PROBLEM REQUIREMENTS: Filter the entries, keeping every line with the string "AmbiguousRouteName".

DATA FOR PROCESSING:
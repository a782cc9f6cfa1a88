//! Configuration validation.
//!
//! # Responsibilities
//! - Semantic validation (serde handles syntactic)
//! - Build every route on its own to surface template and constraint errors
//! - Check referential integrity (redirects name existing routes)
//! - Validate value ranges (statuses, addresses, timeouts)
//!
//! # Design Decisions
//! - Returns all validation errors, not just first
//! - Validation is pure function: RouterConfig → Result<(), Vec<ValidationError>>
//! - Runs before config is accepted into the system

use std::collections::HashMap;
use std::net::SocketAddr;
use std::sync::Arc;

use thiserror::Error;

use crate::config::schema::{ResponseConfig, RouterConfig};
use crate::routing::{BuildError, EndpointHandler, TreeRouteBuilder};

/// One semantic problem in a configuration.
#[derive(Debug, Error)]
pub enum ValidationError {
    #[error("invalid bind address '{0}'")]
    BindAddress(String),

    #[error("invalid metrics address '{0}'")]
    MetricsAddress(String),

    #[error("request timeout must be greater than zero")]
    RequestTimeout,

    #[error("handler timeout must be greater than zero")]
    HandlerTimeout,

    #[error("route #{index}: {source}")]
    Route {
        index: usize,
        #[source]
        source: BuildError,
    },

    #[error("route #{index}: status {status} is not a valid {expected} status")]
    Status {
        index: usize,
        status: u16,
        expected: &'static str,
    },

    #[error("route #{index}: redirect target '{name}' is not a named route")]
    UnknownRedirectRoute { index: usize, name: String },

    #[error("route name '{name}' is used by templates '{first}' and '{second}'")]
    AmbiguousRouteName {
        name: String,
        first: String,
        second: String,
    },
}

/// Check `config`, collecting every problem found.
pub fn validate_config(config: &RouterConfig) -> Result<(), Vec<ValidationError>> {
    let mut errors = Vec::new();

    if config.server.bind_address.parse::<SocketAddr>().is_err() {
        errors.push(ValidationError::BindAddress(config.server.bind_address.clone()));
    }
    if config.server.request_timeout_secs == 0 {
        errors.push(ValidationError::RequestTimeout);
    }
    if config.dispatch.handler_timeout_ms == Some(0) {
        errors.push(ValidationError::HandlerTimeout);
    }
    if config.observability.metrics_enabled
        && config.observability.metrics_address.parse::<SocketAddr>().is_err()
    {
        errors.push(ValidationError::MetricsAddress(
            config.observability.metrics_address.clone(),
        ));
    }

    // lowercased name -> template of the first outbound route using it
    let mut names: HashMap<String, &str> = HashMap::new();
    for route in &config.routes {
        let Some(name) = &route.name else { continue };
        if !route.outbound {
            continue;
        }
        match names.get(&name.to_ascii_lowercase()) {
            Some(first) if !first.eq_ignore_ascii_case(&route.template) => {
                errors.push(ValidationError::AmbiguousRouteName {
                    name: name.clone(),
                    first: first.to_string(),
                    second: route.template.clone(),
                });
            }
            Some(_) => {}
            None => {
                names.insert(name.to_ascii_lowercase(), &route.template);
            }
        }
    }

    for (index, route) in config.routes.iter().enumerate() {
        let handler = Arc::new(EndpointHandler::new(route.endpoint_name(index)));
        if let Err(source) = TreeRouteBuilder::new().route(route.definition(handler)).build(0) {
            errors.push(ValidationError::Route { index, source });
        }

        match &route.response {
            ResponseConfig::Content { status, .. } if !(200..=599).contains(status) => {
                errors.push(ValidationError::Status {
                    index,
                    status: *status,
                    expected: "content",
                });
            }
            ResponseConfig::Redirect {
                redirect_route,
                status,
                ..
            } => {
                if !(300..=399).contains(status) {
                    errors.push(ValidationError::Status {
                        index,
                        status: *status,
                        expected: "redirect",
                    });
                }
                if let Some(target) = redirect_route {
                    if !names.contains_key(&target.to_ascii_lowercase()) {
                        errors.push(ValidationError::UnknownRedirectRoute {
                            index,
                            name: target.clone(),
                        });
                    }
                }
            }
            ResponseConfig::Content { .. } => {}
        }
    }

    if errors.is_empty() {
        Ok(())
    } else {
        Err(errors)
    }
}

#[cfg(test)]
mod tests {
    use super::*;

    fn parse(text: &str) -> RouterConfig {
        toml::from_str(text).unwrap()
    }

    #[test]
    fn test_valid_config_passes() {
        let config = parse(
            r#"
            [[routes]]
            name = "product"
            template = "products/{id:int}"

            [[routes]]
            template = "p/{id}"
            response = { kind = "redirect", redirect_route = "product" }
            "#,
        );
        assert!(validate_config(&config).is_ok());
    }

    #[test]
    fn test_all_errors_are_reported() {
        let config = parse(
            r#"
            [server]
            bind_address = "nowhere"

            [[routes]]
            template = "a/{id:nope}"

            [[routes]]
            template = "b/{id"

            [[routes]]
            template = "c"
            response = { kind = "redirect", redirect_route = "missing", status = 200 }
            "#,
        );
        let errors = validate_config(&config).unwrap_err();
        assert_eq!(errors.len(), 5, "{errors:?}");
        assert!(matches!(errors[0], ValidationError::BindAddress(_)));
        assert!(errors.iter().any(|e| matches!(
            e,
            ValidationError::Route { index: 0, source: BuildError::UnknownConstraint { .. } }
        )));
        assert!(errors.iter().any(|e| matches!(e, ValidationError::UnknownRedirectRoute { .. })));
    }

    #[test]
    fn test_ambiguous_names_rejected() {
        let config = parse(
            r#"
            [[routes]]
            name = "default"
            template = "a/{x}"

            [[routes]]
            name = "Default"
            template = "b/{x}"
            "#,
        );
        let errors = validate_config(&config).unwrap_err();
        assert!(matches!(errors[0], ValidationError::AmbiguousRouteName { .. }));
    }
}
//! Request path tokenizing.
//!
//! # Responsibilities
//! - Split a request path into segments
//! - Percent-decode each segment independently
//!
//! # Design Decisions
//! - One leading and one trailing `/` are ignored; `""` and `"/"` have no segments
//! - Interior empty segments are kept (they never match a parameter)
//! - Decoding happens after splitting, so `%2F` stays inside its segment

use std::borrow::Cow;

use percent_encoding::percent_decode_str;

/// A tokenized request path.
#[derive(Debug, Clone, PartialEq, Eq)]
pub struct RequestPath {
    raw: String,
    segments: Vec<String>,
}

impl RequestPath {
    pub fn parse(path: &str) -> Self {
        let trimmed = path.strip_prefix('/').unwrap_or(path);
        let trimmed = trimmed.strip_suffix('/').unwrap_or(trimmed);
        let segments = if trimmed.is_empty() {
            Vec::new()
        } else {
            trimmed.split('/').map(|s| decode(s).into_owned()).collect()
        };
        Self {
            raw: path.to_string(),
            segments,
        }
    }

    /// The path exactly as given to `parse`.
    pub fn as_str(&self) -> &str {
        &self.raw
    }

    pub fn len(&self) -> usize {
        self.segments.len()
    }

    pub fn is_empty(&self) -> bool {
        self.segments.is_empty()
    }

    pub fn get(&self, index: usize) -> Option<&str> {
        self.segments.get(index).map(String::as_str)
    }

    pub fn segments(&self) -> &[String] {
        &self.segments
    }

    /// Decoded segments from `index` on, joined with `/`. Empty past the end.
    pub fn remainder(&self, index: usize) -> String {
        self.segments.get(index..).map(|s| s.join("/")).unwrap_or_default()
    }
}

fn decode(segment: &str) -> Cow<'_, str> {
    percent_decode_str(segment).decode_utf8_lossy()
}

#[cfg(test)]
mod tests {
    use super::*;

    #[test]
    fn test_root_has_no_segments() {
        assert!(RequestPath::parse("").is_empty());
        assert!(RequestPath::parse("/").is_empty());
    }

    #[test]
    fn test_trailing_slash_ignored() {
        let path = RequestPath::parse("/products/all/");
        assert_eq!(path.segments(), &["products", "all"]);
    }

    #[test]
    fn test_interior_empty_segment_kept() {
        let path = RequestPath::parse("/a//b");
        assert_eq!(path.segments(), &["a", "", "b"]);
    }

    #[test]
    fn test_segments_are_decoded() {
        let path = RequestPath::parse("/files/a%2Fb/caf%C3%A9");
        assert_eq!(path.get(1), Some("a/b"));
        assert_eq!(path.get(2), Some("café"));
    }

    #[test]
    fn test_remainder() {
        let path = RequestPath::parse("/files/a/b");
        assert_eq!(path.remainder(1), "a/b");
        assert_eq!(path.remainder(3), "");
        assert_eq!(path.remainder(7), "");
    }
}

ANSWER TO THE EXERCISE:
    AmbiguousRouteName {
                errors.push(ValidationError::AmbiguousRouteName {
        assert!(matches!(errors[0], ValidationError::AmbiguousRouteName { .. }));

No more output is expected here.